脅迫だけではなく、被害者まで出てしまったことで、スコットランドヤードは早急に事件を解決する必要に迫られた。
そこで、フレミングは自動支払機に罠を張る2つの作戦を展開した。ひとつは自動支払機へのカメラの設置、ふたつめは犯人のキャッシュカードが使われた時に限り、カードが返却されないようにプログラムに手を加える作戦だった。
しかし、このどちらも失敗に終わってしまう。
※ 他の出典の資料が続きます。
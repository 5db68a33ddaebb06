use serde::{Deserialize, Serialize};
use smallvec::SmallVec;

use crate::core::Point;
use crate::error::{ChartError, ChartResult};
use crate::render::animation::{AnimatedProperty, Easing, Transition};

/// RGBA color in normalized 0..=1 channel values.
#[derive(Debug, Clone, Copy, PartialEq, Serialize, Deserialize)]
pub struct Color {
    pub red: f64,
    pub green: f64,
    pub blue: f64,
    pub alpha: f64,
}

impl Color {
    #[must_use]
    pub const fn rgba(red: f64, green: f64, blue: f64, alpha: f64) -> Self {
        Self {
            red,
            green,
            blue,
            alpha,
        }
    }

    #[must_use]
    pub const fn rgb(red: f64, green: f64, blue: f64) -> Self {
        Self::rgba(red, green, blue, 1.0)
    }

    pub fn validate(self) -> ChartResult<()> {
        for (channel, value) in [
            ("red", self.red),
            ("green", self.green),
            ("blue", self.blue),
            ("alpha", self.alpha),
        ] {
            if !value.is_finite() || !(0.0..=1.0).contains(&value) {
                return Err(ChartError::InvalidData(format!(
                    "color channel `{channel}` must be finite and in [0, 1]"
                )));
            }
        }
        Ok(())
    }

    /// CSS `rgba(...)` notation with 0..=255 channels.
    #[must_use]
    pub fn to_css(self) -> String {
        let channel = |value: f64| (value.clamp(0.0, 1.0) * 255.0).round() as u8;
        format!(
            "rgba({},{},{},{})",
            channel(self.red),
            channel(self.green),
            channel(self.blue),
            self.alpha
        )
    }
}

/// Paint attributes of a path-backed element.
#[derive(Debug, Clone, PartialEq, Serialize, Deserialize)]
pub struct PathStyle {
    pub stroke: Option<Color>,
    pub stroke_width: f64,
    pub stroke_opacity: f64,
    pub stroke_dasharray: Option<String>,
    pub fill: Option<Color>,
    pub fill_opacity: f64,
}

impl Default for PathStyle {
    fn default() -> Self {
        Self {
            stroke: None,
            stroke_width: 1.0,
            stroke_opacity: 1.0,
            stroke_dasharray: None,
            fill: None,
            fill_opacity: 1.0,
        }
    }
}

impl PathStyle {
    pub fn validate(&self) -> ChartResult<()> {
        if let Some(stroke) = self.stroke {
            stroke.validate()?;
        }
        if let Some(fill) = self.fill {
            fill.validate()?;
        }
        if !self.stroke_width.is_finite() || self.stroke_width < 0.0 {
            return Err(ChartError::InvalidData(
                "stroke width must be finite and >= 0".to_owned(),
            ));
        }
        for (name, value) in [
            ("stroke_opacity", self.stroke_opacity),
            ("fill_opacity", self.fill_opacity),
        ] {
            if !value.is_finite() || !(0.0..=1.0).contains(&value) {
                return Err(ChartError::InvalidData(format!(
                    "`{name}` must be finite and in [0, 1]"
                )));
            }
        }
        if let Some(dasharray) = &self.stroke_dasharray {
            if !is_valid_dasharray(dasharray) {
                return Err(ChartError::InvalidData(format!(
                    "invalid stroke dasharray `{dasharray}`"
                )));
            }
        }
        Ok(())
    }
}

/// Dash lists hold only numbers separated by commas or whitespace.
pub(crate) fn is_valid_dasharray(dasharray: &str) -> bool {
    dasharray
        .split(|ch: char| ch == ',' || ch.is_ascii_whitespace())
        .filter(|part| !part.is_empty())
        .all(|part| part.parse::<f64>().is_ok_and(|value| value.is_finite() && value >= 0.0))
}

/// Visual element drawn from a path string, positioned by a translation.
///
/// Elements can be moved, shown, hidden and have their position or opacity
/// animated; they never interpret the path they carry.
#[derive(Debug, Clone, PartialEq)]
pub struct PathElement {
    path: String,
    x: f64,
    y: f64,
    visible: bool,
    opacity: f64,
    style: PathStyle,
    transitions: SmallVec<[Transition; 2]>,
}

impl PathElement {
    #[must_use]
    pub fn new(style: PathStyle) -> Self {
        Self {
            path: String::new(),
            x: 0.0,
            y: 0.0,
            visible: true,
            opacity: 1.0,
            style,
            transitions: SmallVec::new(),
        }
    }

    #[must_use]
    pub fn path(&self) -> &str {
        &self.path
    }

    /// Replaces the path; returns whether it changed.
    pub fn set_path(&mut self, path: impl Into<String>) -> bool {
        let path = path.into();
        if self.path == path {
            return false;
        }
        self.path = path;
        true
    }

    #[must_use]
    pub fn x(&self) -> f64 {
        self.x
    }

    #[must_use]
    pub fn y(&self) -> f64 {
        self.y
    }

    #[must_use]
    pub fn position(&self) -> Point {
        Point::new(self.x, self.y)
    }

    /// Sets `x`, cancelling any transition driving it.
    pub fn set_x(&mut self, x: f64) {
        self.cancel(AnimatedProperty::X);
        self.x = x;
    }

    /// Sets `y`, cancelling any transition driving it.
    pub fn set_y(&mut self, y: f64) {
        self.cancel(AnimatedProperty::Y);
        self.y = y;
    }

    pub fn move_to(&mut self, point: Point) {
        self.set_x(point.x);
        self.set_y(point.y);
    }

    #[must_use]
    pub fn is_visible(&self) -> bool {
        self.visible
    }

    pub fn show(&mut self) {
        self.visible = true;
    }

    pub fn hide(&mut self) {
        self.visible = false;
    }

    #[must_use]
    pub fn opacity(&self) -> f64 {
        self.opacity
    }

    pub fn set_opacity(&mut self, opacity: f64) {
        self.cancel(AnimatedProperty::Opacity);
        self.opacity = opacity.clamp(0.0, 1.0);
    }

    #[must_use]
    pub fn style(&self) -> &PathStyle {
        &self.style
    }

    pub fn set_style(&mut self, style: PathStyle) {
        self.style = style;
    }

    /// Starts a transition of `property` towards `to`.
    ///
    /// A zero duration applies the value at once.
    pub fn animate(&mut self, property: AnimatedProperty, to: f64, duration_ms: f64, easing: Easing) {
        self.cancel(property);
        let transition = Transition::new(property, self.get(property), to, duration_ms, easing);
        if transition.is_finished() {
            self.apply(property, to);
        } else {
            self.transitions.push(transition);
        }
    }

    #[must_use]
    pub fn is_animating(&self) -> bool {
        !self.transitions.is_empty()
    }

    /// Advances running transitions; returns whether any is still running.
    pub fn step(&mut self, delta_ms: f64) -> bool {
        let mut updates: SmallVec<[(AnimatedProperty, f64); 3]> = SmallVec::new();
        for transition in &mut self.transitions {
            updates.push((transition.property, transition.step(delta_ms)));
        }
        for (property, value) in updates {
            self.apply(property, value);
        }
        self.transitions.retain(|transition| !transition.is_finished());
        !self.transitions.is_empty()
    }

    pub fn validate(&self) -> ChartResult<()> {
        if !self.x.is_finite() || !self.y.is_finite() {
            return Err(ChartError::InvalidData(
                "element position must be finite".to_owned(),
            ));
        }
        if self.path.contains("NaN") || self.path.contains("inf") {
            return Err(ChartError::InvalidData(
                "element path contains non-finite coordinates".to_owned(),
            ));
        }
        self.style.validate()
    }

    fn cancel(&mut self, property: AnimatedProperty) {
        self.transitions
            .retain(|transition| transition.property != property);
    }

    fn get(&self, property: AnimatedProperty) -> f64 {
        match property {
            AnimatedProperty::X => self.x,
            AnimatedProperty::Y => self.y,
            AnimatedProperty::Opacity => self.opacity,
        }
    }

    fn apply(&mut self, property: AnimatedProperty, value: f64) {
        match property {
            AnimatedProperty::X => self.x = value,
            AnimatedProperty::Y => self.y = value,
            AnimatedProperty::Opacity => self.opacity = value.clamp(0.0, 1.0),
        }
    }
}

#[cfg(test)]
mod tests {
    use super::*;

    #[test]
    fn set_path_reports_changes_only() {
        let mut element = PathElement::new(PathStyle::default());
        assert!(element.set_path(" M0,0 "));
        assert!(!element.set_path(" M0,0 "));
    }

    #[test]
    fn direct_position_write_cancels_running_transition() {
        let mut element = PathElement::new(PathStyle::default());
        element.animate(AnimatedProperty::X, 100.0, 300.0, Easing::Linear);
        assert!(element.is_animating());
        element.set_x(5.0);
        assert!(!element.is_animating());
        assert!(!element.step(100.0));
        assert_eq!(element.x(), 5.0);
    }

    #[test]
    fn stepping_runs_transition_to_completion() {
        let mut element = PathElement::new(PathStyle::default());
        element.animate(AnimatedProperty::Y, 40.0, 100.0, Easing::Linear);
        assert!(element.step(50.0));
        assert_eq!(element.y(), 20.0);
        assert!(!element.step(50.0));
        assert_eq!(element.y(), 40.0);
    }
}
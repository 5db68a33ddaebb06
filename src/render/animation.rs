use serde::{Deserialize, Serialize};

/// Easing curve applied to a transition's normalized progress.
#[derive(Debug, Clone, Copy, PartialEq, Eq, Default, Serialize, Deserialize)]
#[serde(rename_all = "snake_case")]
pub enum Easing {
    Linear,
    QuadOut,
    #[default]
    CubicOut,
    CubicInOut,
    SineInOut,
}

impl Easing {
    /// Maps progress `t` in `[0, 1]` to eased progress.
    #[must_use]
    pub fn apply(self, t: f64) -> f64 {
        let t = t.clamp(0.0, 1.0);
        match self {
            Self::Linear => t,
            Self::QuadOut => t * (2.0 - t),
            Self::CubicOut => {
                let u = t - 1.0;
                u * u * u + 1.0
            }
            Self::CubicInOut => {
                if t < 0.5 {
                    4.0 * t * t * t
                } else {
                    let u = 2.0 * t - 2.0;
                    0.5 * u * u * u + 1.0
                }
            }
            Self::SineInOut => -((std::f64::consts::PI * t).cos() - 1.0) / 2.0,
        }
    }
}

/// Numeric element property a transition can drive.
#[derive(Debug, Clone, Copy, PartialEq, Eq, Hash, Serialize, Deserialize)]
#[serde(rename_all = "snake_case")]
pub enum AnimatedProperty {
    X,
    Y,
    Opacity,
}

/// One in-flight numeric transition.
#[derive(Debug, Clone, Copy, PartialEq)]
pub struct Transition {
    pub property: AnimatedProperty,
    pub from: f64,
    pub to: f64,
    pub duration_ms: f64,
    pub elapsed_ms: f64,
    pub easing: Easing,
}

impl Transition {
    #[must_use]
    pub fn new(
        property: AnimatedProperty,
        from: f64,
        to: f64,
        duration_ms: f64,
        easing: Easing,
    ) -> Self {
        Self {
            property,
            from,
            to,
            duration_ms: duration_ms.max(0.0),
            elapsed_ms: 0.0,
            easing,
        }
    }

    /// Advances by `delta_ms` and returns the property value to apply.
    pub fn step(&mut self, delta_ms: f64) -> f64 {
        if delta_ms.is_finite() && delta_ms > 0.0 {
            self.elapsed_ms = (self.elapsed_ms + delta_ms).min(self.duration_ms);
        }
        self.value()
    }

    #[must_use]
    pub fn value(&self) -> f64 {
        if self.is_finished() {
            return self.to;
        }
        let progress = self.easing.apply(self.elapsed_ms / self.duration_ms);
        self.from + (self.to - self.from) * progress
    }

    #[must_use]
    pub fn is_finished(&self) -> bool {
        self.duration_ms <= 0.0 || self.elapsed_ms >= self.duration_ms
    }
}

#[cfg(test)]
mod tests {
    use super::*;

    #[test]
    fn easings_pin_both_ends() {
        for easing in [
            Easing::Linear,
            Easing::QuadOut,
            Easing::CubicOut,
            Easing::CubicInOut,
            Easing::SineInOut,
        ] {
            assert!(easing.apply(0.0).abs() < 1e-12, "{easing:?} at 0");
            assert!((easing.apply(1.0) - 1.0).abs() < 1e-12, "{easing:?} at 1");
        }
    }

    #[test]
    fn zero_duration_transition_lands_immediately() {
        let transition = Transition::new(AnimatedProperty::X, 0.0, 10.0, 0.0, Easing::Linear);
        assert!(transition.is_finished());
        assert_eq!(transition.value(), 10.0);
    }

    #[test]
    fn linear_transition_interpolates_and_saturates() {
        let mut transition = Transition::new(AnimatedProperty::Y, 0.0, 100.0, 200.0, Easing::Linear);
        assert_eq!(transition.step(50.0), 25.0);
        assert_eq!(transition.step(500.0), 100.0);
        assert!(transition.is_finished());
    }
}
カメラを設置した自動支払機は犯人によって使用されたのだが、犯人はフルフェイスのヘルメットを被っていたため、人相を特定することは出来なかった。
また、キャッシュカードの回収には成功したのだが、犯人の指紋は検出されなかった。犯人は手袋をした上でキャッシュカードを使用していたのだ。
ただし、キャッシュカードが回収されたことで、犯人から脅迫した金を手にする手段を奪うことには成功した。
犯人は再び対抗措置に出た。青酸カリが混入されたベビーフードが撒かれ始めるようになったのだ。
ついに、犯人は人命を奪いかねない手段を実行に移しだした。混乱を避けるため、これまで事件は公表されていなかったが、これで公表せざるを得ない事態に追い込まれた。
この発表にイギリス中が大騒ぎとなった。一斉にべビーフードは回収され、イギリス中のスーパーマーケットの棚から商品が消えた。回収されたベビーフードは計1億個以上に上った。
さらに、事件の公表は予期しない事態を招いた。この手口をまねた企業の脅迫が相次ぎ、その数は1000件あまりにも上った。それらを一つ一つ調べる作業のため、捜査は大混乱の状態に陥った。